Oil pumpjack in the Permian Basin oil field is coming into operation as crude oil prices rise.

Spencer Platt | Getty Images

Oil futures rose on Monday due to growing concerns over supply disruptions in the Middle East, although investors and traders were busy with global economic growth prospects stalled in Sino-US trade talks.

Brent crude oil futures were at $ 71.71 a barrel by 0912 GMT, up $ 1.09.

US futures in the West Texas Intermediate (WTI) were at $ 62.45 a barrel, up 79 cents.

On Monday, Saudi Arabia reported that two Saudi oil tankers were among the ships hit by a "sabotage attack" off the coast of the United Arab Emirates, condemning it as an attempt to undermine the security of global crude supplies.

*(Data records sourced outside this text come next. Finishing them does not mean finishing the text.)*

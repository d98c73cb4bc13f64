//! Error types for route resolution and mapping.

use std::fmt;

use pointmap_model::ModelError;
use thiserror::Error;

/// Abstract classification of a [`MapError`].
#[derive(Debug, Clone, Copy, PartialEq, Eq, Hash)]
pub enum ErrorKind {
    /// Bad input: malformed FQN, unknown member, wrong point role, bad config.
    InvalidArgument,
    /// A valid request that could not be carried out.
    InvalidOperation,
    /// A check-point declined the current route; the value passes through.
    NotSupportedContext,
    /// A check-point dropped the value for the current route.
    Skip,
}

/// Why the point factory rejected an FQN.
#[derive(Debug, Clone, Copy, PartialEq, Eq, Hash)]
pub enum PointErrorReason {
    Syntax,
    ClassNotFound,
    MethodNotFound,
    PropertyNotFound,
    ParameterNotFound,
    NotPublic,
    /// The method requires arguments and cannot be read from.
    NotReadable,
}

impl PointErrorReason {
    pub fn as_str(&self) -> &'static str {
        match self {
            Self::Syntax => "not a property, method or parameter FQN",
            Self::ClassNotFound => "class not found",
            Self::MethodNotFound => "method not found",
            Self::PropertyNotFound => "property not found",
            Self::ParameterNotFound => "parameter not found",
            Self::NotPublic => "member is not public",
            Self::NotReadable => "method requires arguments",
        }
    }
}

impl fmt::Display for PointErrorReason {
    fn fmt(&self, f: &mut fmt::Formatter<'_>) -> fmt::Result {
        f.write_str(self.as_str())
    }
}

#[derive(Debug, Error)]
pub enum MapError {
    #[error("{factory} cannot create point {fqn:?}: {reason}")]
    InvalidPoint {
        fqn: String,
        factory: &'static str,
        reason: PointErrorReason,
    },
    #[error("{fqn} cannot be used as a route source")]
    InvalidSource { fqn: String },
    #[error("{fqn} cannot be used as a route target")]
    InvalidTarget { fqn: String },
    #[error("invalid map configuration: {0}")]
    InvalidConfig(String),
    #[error("map configuration is not valid JSON: {0}")]
    Json(#[from] serde_json::Error),
    #[error("io error: {0}")]
    Io(#[from] std::io::Error),
    #[error("path-finder {strategy} failed: {source}")]
    PathFinderFailed {
        strategy: String,
        #[source]
        source: Box<MapError>,
    },
    #[error("route {route} failed: {source}")]
    RouteFailed {
        route: String,
        #[source]
        source: Box<MapError>,
    },
    #[error(transparent)]
    Model(#[from] ModelError),
    #[error("{handler} does not support route {route}")]
    NotSupportedContext { handler: String, route: String },
    #[error("{handler} skipped route {route}")]
    SkipRoute { handler: String, route: String },
}

impl MapError {
    pub fn kind(&self) -> ErrorKind {
        match self {
            Self::InvalidPoint { .. }
            | Self::InvalidSource { .. }
            | Self::InvalidTarget { .. }
            | Self::InvalidConfig(_)
            | Self::Json(_) => ErrorKind::InvalidArgument,
            Self::Io(_)
            | Self::PathFinderFailed { .. }
            | Self::RouteFailed { .. }
            | Self::Model(_) => ErrorKind::InvalidOperation,
            Self::NotSupportedContext { .. } => ErrorKind::NotSupportedContext,
            Self::SkipRoute { .. } => ErrorKind::Skip,
        }
    }

    pub(crate) fn invalid_point(
        fqn: impl Into<String>,
        factory: &'static str,
        reason: PointErrorReason,
    ) -> Self {
        Self::InvalidPoint {
            fqn: fqn.into(),
            factory,
            reason,
        }
    }
}

pub type Result<T> = std::result::Result<T, MapError>;

#[cfg(test)]
mod tests {
    use super::*;

    #[test]
    fn kinds() {
        let err = MapError::invalid_point("X.$y", "PointFactory", PointErrorReason::ClassNotFound);
        assert_eq!(err.kind(), ErrorKind::InvalidArgument);
        assert_eq!(
            err.to_string(),
            "PointFactory cannot create point \"X.$y\": class not found"
        );

        let wrapped = MapError::PathFinderFailed {
            strategy: "StaticPathFinder".to_string(),
            source: Box::new(err),
        };
        assert_eq!(wrapped.kind(), ErrorKind::InvalidOperation);
        assert!(wrapped.to_string().starts_with("path-finder StaticPathFinder failed"));

        let declined = MapError::NotSupportedContext {
            handler: "trim".to_string(),
            route: "A.$a -> B.$b".to_string(),
        };
        assert_eq!(declined.kind(), ErrorKind::NotSupportedContext);
    }
}
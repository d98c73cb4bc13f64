//! Keyed, ordered route sets.

use indexmap::IndexMap;
use pointmap_model::ClassName;

use crate::route::Route;

/// Routes keyed by route FQN, in insertion order.
///
/// Collections are values: every "modifying" method returns a new
/// collection. A route whose FQN is already present replaces the earlier one
/// in its original position.
#[derive(Debug, Clone, Default, PartialEq)]
pub struct RouteCollection {
    routes: IndexMap<String, Route>,
}

impl RouteCollection {
    pub fn new() -> Self {
        Self::default()
    }

    #[must_use]
    pub fn with_route(&self, route: Route) -> Self {
        let mut routes = self.routes.clone();
        routes.insert(route.fqn().to_string(), route);
        Self { routes }
    }

    #[must_use]
    pub fn with_routes(&self, other: &RouteCollection) -> Self {
        let mut routes = self.routes.clone();
        for route in other.iter() {
            routes.insert(route.fqn().to_string(), route.clone());
        }
        Self { routes }
    }

    /// Returns a copy without the route named `fqn`.
    #[must_use]
    pub fn without(&self, fqn: &str) -> Self {
        let mut routes = self.routes.clone();
        routes.shift_remove(fqn);
        Self { routes }
    }

    #[must_use]
    pub fn filter<F>(&self, mut predicate: F) -> Self
    where
        F: FnMut(&Route) -> bool,
    {
        self.iter().filter(|route| predicate(route)).cloned().collect()
    }

    /// Routes reading from `source` and writing to `target`.
    #[must_use]
    pub fn between(&self, source: &ClassName, target: &ClassName) -> Self {
        self.filter(|route| {
            route.source().class_name() == source && route.target().class_name() == target
        })
    }

    pub fn get(&self, fqn: &str) -> Option<&Route> {
        self.routes.get(fqn)
    }

    pub fn contains(&self, fqn: &str) -> bool {
        self.routes.contains_key(fqn)
    }

    /// First route writing to the given target point.
    pub fn by_target(&self, target_fqn: &str) -> Option<&Route> {
        self.iter().find(|route| route.target().fqn() == target_fqn)
    }

    pub fn len(&self) -> usize {
        self.routes.len()
    }

    pub fn is_empty(&self) -> bool {
        self.routes.is_empty()
    }

    pub fn iter(&self) -> impl Iterator<Item = &Route> {
        self.routes.values()
    }

    pub fn fqns(&self) -> Vec<&str> {
        self.routes.keys().map(String::as_str).collect()
    }
}

impl FromIterator<Route> for RouteCollection {
    fn from_iter<I: IntoIterator<Item = Route>>(iter: I) -> Self {
        let mut routes = IndexMap::new();
        for route in iter {
            routes.insert(route.fqn().to_string(), route);
        }
        Self { routes }
    }
}

impl<'a> IntoIterator for &'a RouteCollection {
    type Item = &'a Route;
    type IntoIter = indexmap::map::Values<'a, String, Route>;

    fn into_iter(self) -> Self::IntoIter {
        self.routes.values()
    }
}

impl IntoIterator for RouteCollection {
    type Item = Route;
    type IntoIter = indexmap::map::IntoValues<String, Route>;

    fn into_iter(self) -> Self::IntoIter {
        self.routes.into_values()
    }
}
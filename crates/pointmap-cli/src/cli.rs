//! CLI argument definitions for pointmap.

use std::path::PathBuf;

use clap::{Args, Parser, Subcommand, ValueEnum};
use clap_verbosity_flag::{Verbosity, WarnLevel};
use colorchoice_clap::Color;
use pointmap_model::ClassName;

#[derive(Parser)]
#[command(
    name = "pointmap",
    version,
    about = "Resolve and run object-to-object property maps",
    long_about = "Resolve and run object-to-object property maps.\n\n\
                  Classes are described in a JSON schema; routes come from an optional\n\
                  JSON map configuration plus the configured path-finders."
)]
pub struct Cli {
    #[command(subcommand)]
    pub command: Command,

    /// Adjust log verbosity (-v for info, -vv for debug, -vvv for trace, -q for errors only).
    #[command(flatten)]
    pub verbosity: Verbosity<WarnLevel>,

    /// Control ANSI color output (auto, always, never).
    #[command(flatten)]
    pub color: Color,

    /// Log output format.
    #[arg(
        long = "log-format",
        value_enum,
        default_value = "pretty",
        global = true
    )]
    pub log_format: LogFormatArg,

    /// Write logs to a file instead of stderr.
    #[arg(long = "log-file", value_name = "PATH", global = true)]
    pub log_file: Option<PathBuf>,
}

#[derive(Subcommand)]
pub enum Command {
    /// Print the routes resolved between two classes.
    Routes(RoutesArgs),

    /// Map a JSON record onto a new instance of a target class.
    Map(MapArgs),
}

/// Inputs shared by every subcommand.
#[derive(Args)]
pub struct MapSource {
    /// JSON array of class descriptors.
    #[arg(long = "schema", value_name = "FILE")]
    pub schema: PathBuf,

    /// JSON map configuration (default: target-driven guessing only).
    #[arg(long = "config", value_name = "FILE")]
    pub config: Option<PathBuf>,
}

#[derive(Args)]
pub struct RoutesArgs {
    #[command(flatten)]
    pub map: MapSource,

    /// Source class, e.g. `crm::Contact`.
    #[arg(long = "source", value_name = "CLASS")]
    pub source: ClassName,

    /// Target class.
    #[arg(long = "target", value_name = "CLASS")]
    pub target: ClassName,

    /// Print the routes as JSON instead of a table.
    #[arg(long = "json")]
    pub json: bool,
}

#[derive(Args)]
pub struct MapArgs {
    #[command(flatten)]
    pub map: MapSource,

    /// JSON document `{ "class": ..., "properties": { ... } }`.
    #[arg(long = "input", value_name = "FILE")]
    pub input: PathBuf,

    /// Target class.
    #[arg(long = "target", value_name = "CLASS")]
    pub target: ClassName,
}

/// CLI log format choices.
#[derive(Clone, Copy, ValueEnum)]
pub enum LogFormatArg {
    Pretty,
    Compact,
    Json,
}
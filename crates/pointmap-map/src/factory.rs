//! FQN parsing and point validation.

use std::fmt;
use std::sync::Arc;

use pointmap_model::{ClassDescriptor, ClassIntrospector, ClassName, is_identifier};

use crate::error::{MapError, PointErrorReason, Result};
use crate::point::{
    MethodPoint, ParameterPoint, ParsedFqn, Point, PropertyPoint, method_fqn, parameter_fqn,
    property_fqn,
};

/// Creates validated [`Point`]s from FQN strings or from their parts.
///
/// Every lookup goes through the [`ClassIntrospector`]; the factory holds no
/// other state and may be cloned freely.
#[derive(Clone)]
pub struct PointFactory {
    introspector: Arc<dyn ClassIntrospector>,
}

impl fmt::Debug for PointFactory {
    fn fmt(&self, f: &mut fmt::Formatter<'_>) -> fmt::Result {
        f.debug_struct("PointFactory").finish_non_exhaustive()
    }
}

impl PointFactory {
    /// Identity reported in errors.
    pub const NAME: &'static str = "PointFactory";

    pub fn new(introspector: Arc<dyn ClassIntrospector>) -> Self {
        Self { introspector }
    }

    pub fn name(&self) -> &'static str {
        Self::NAME
    }

    pub fn introspector(&self) -> &Arc<dyn ClassIntrospector> {
        &self.introspector
    }

    /// Parses `Class.method().$parameter`, `Class.method()` or
    /// `Class.$property` and checks that the member exists.
    pub fn create_point(&self, fqn: &str) -> Result<Point> {
        let parsed = ParsedFqn::parse(fqn)
            .ok_or_else(|| MapError::invalid_point(fqn, Self::NAME, PointErrorReason::Syntax))?;
        let point: Point = match parsed {
            ParsedFqn::Property { class, property } => {
                self.property_point(&class, &property)?.into()
            }
            ParsedFqn::Method { class, method } => self.method_point(&class, &method)?.into(),
            ParsedFqn::Parameter {
                class,
                method,
                parameter,
            } => self.parameter_point(&class, &method, &parameter)?.into(),
        };
        Ok(point)
    }

    /// A declared public property.
    pub fn property_point(&self, class: &ClassName, property: &str) -> Result<PropertyPoint> {
        let fqn = property_fqn(class, property);
        let descriptor = self.class(class, &fqn)?;
        let declared = descriptor
            .property(property)
            .ok_or_else(|| self.error(&fqn, PointErrorReason::PropertyNotFound))?;
        if !declared.visibility.is_public() {
            return Err(self.error(&fqn, PointErrorReason::NotPublic));
        }
        Ok(PropertyPoint::new(class.clone(), property, false))
    }

    /// A property on `class` whether or not the class declares it. A declared
    /// property must still be public.
    pub fn dynamic_property_point(
        &self,
        class: &ClassName,
        property: &str,
    ) -> Result<PropertyPoint> {
        let fqn = property_fqn(class, property);
        if !is_identifier(property) {
            return Err(self.error(&fqn, PointErrorReason::Syntax));
        }
        let descriptor = self.class(class, &fqn)?;
        if descriptor.has_property(property) {
            return self.property_point(class, property);
        }
        Ok(PropertyPoint::new(class.clone(), property, true))
    }

    /// A public method callable without arguments.
    pub fn method_point(&self, class: &ClassName, method: &str) -> Result<MethodPoint> {
        let fqn = method_fqn(class, method);
        let descriptor = self.class(class, &fqn)?;
        let declared = descriptor
            .method(method)
            .ok_or_else(|| self.error(&fqn, PointErrorReason::MethodNotFound))?;
        if !declared.visibility.is_public() {
            return Err(self.error(&fqn, PointErrorReason::NotPublic));
        }
        if !declared.is_readable() {
            return Err(self.error(&fqn, PointErrorReason::NotReadable));
        }
        Ok(MethodPoint::new(class.clone(), method))
    }

    /// A parameter of a public method.
    pub fn parameter_point(
        &self,
        class: &ClassName,
        method: &str,
        parameter: &str,
    ) -> Result<ParameterPoint> {
        let fqn = parameter_fqn(class, method, parameter);
        let descriptor = self.class(class, &fqn)?;
        let declared = descriptor
            .method(method)
            .ok_or_else(|| self.error(&fqn, PointErrorReason::MethodNotFound))?;
        if !declared.visibility.is_public() {
            return Err(self.error(&fqn, PointErrorReason::NotPublic));
        }
        let position = declared
            .position_of(parameter)
            .ok_or_else(|| self.error(&fqn, PointErrorReason::ParameterNotFound))?;
        Ok(ParameterPoint::new(
            class.clone(),
            method,
            parameter,
            position,
        ))
    }

    fn class(&self, class: &ClassName, fqn: &str) -> Result<Arc<ClassDescriptor>> {
        self.introspector
            .describe(class)
            .ok_or_else(|| self.error(fqn, PointErrorReason::ClassNotFound))
    }

    fn error(&self, fqn: &str, reason: PointErrorReason) -> MapError {
        MapError::invalid_point(fqn, Self::NAME, reason)
    }
}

The United Arab Emirates today announced that four commercial ships have been attacked near Fujairah, one of the largest bunkering hubs in the world. The port is located near the Strait of Hormuz, one of the most important oil export channels in the world.

The Iranian foreign ministry called the episodes "worrying and terrible" and asked for an investigation into the matter.

Saudi Arabia and the United Arab Emirates are the largest producers and the third largest, respectively, in the Organization of Petroleum Exporting Countries (OPEC).

"The Sunday reports of the explosions in Fujairah will probably further increase the potentially rising risk premium in the region, with early reports suggesting that tankers were specifically aimed at an apparent sabotage," said Vienna consultant JBC Energy.

The Fujairah government, one of the seven emirates that make up the United Arab Emirates, in a tweet denied media reports about the explosions inside the port of Fujairah and said the structure was functioning normally.

The markets were supported by Washington's request to reduce Iranian oil exports to zero and to reduce exports from Venezuela, where infrastructure problems have also reduced production.

The United States re-established the sanctions against Iran in November, after withdrawing the 2015 nuclear agreement between Tehran and the world powers last year.

But the trade friction between Washington and China, which intensified last week, will keep prices down.

The United States and China together accounted for 34% of global oil consumption in the first quarter of 2019, they showed data from the International Energy Agency.

The commercial turmoil has prompted hedge funds to reduce their bullish bets on US crude to the lowest level in a month and have raised their bets on Brent crude to the maximum in almost seven months, US government data showed Friday.

Separately, in a first indicator of future production, US energy companies last week reduced the number of oil rigs by operating for the third time in four weeks, cutting them by two and bringing the countdown to 805.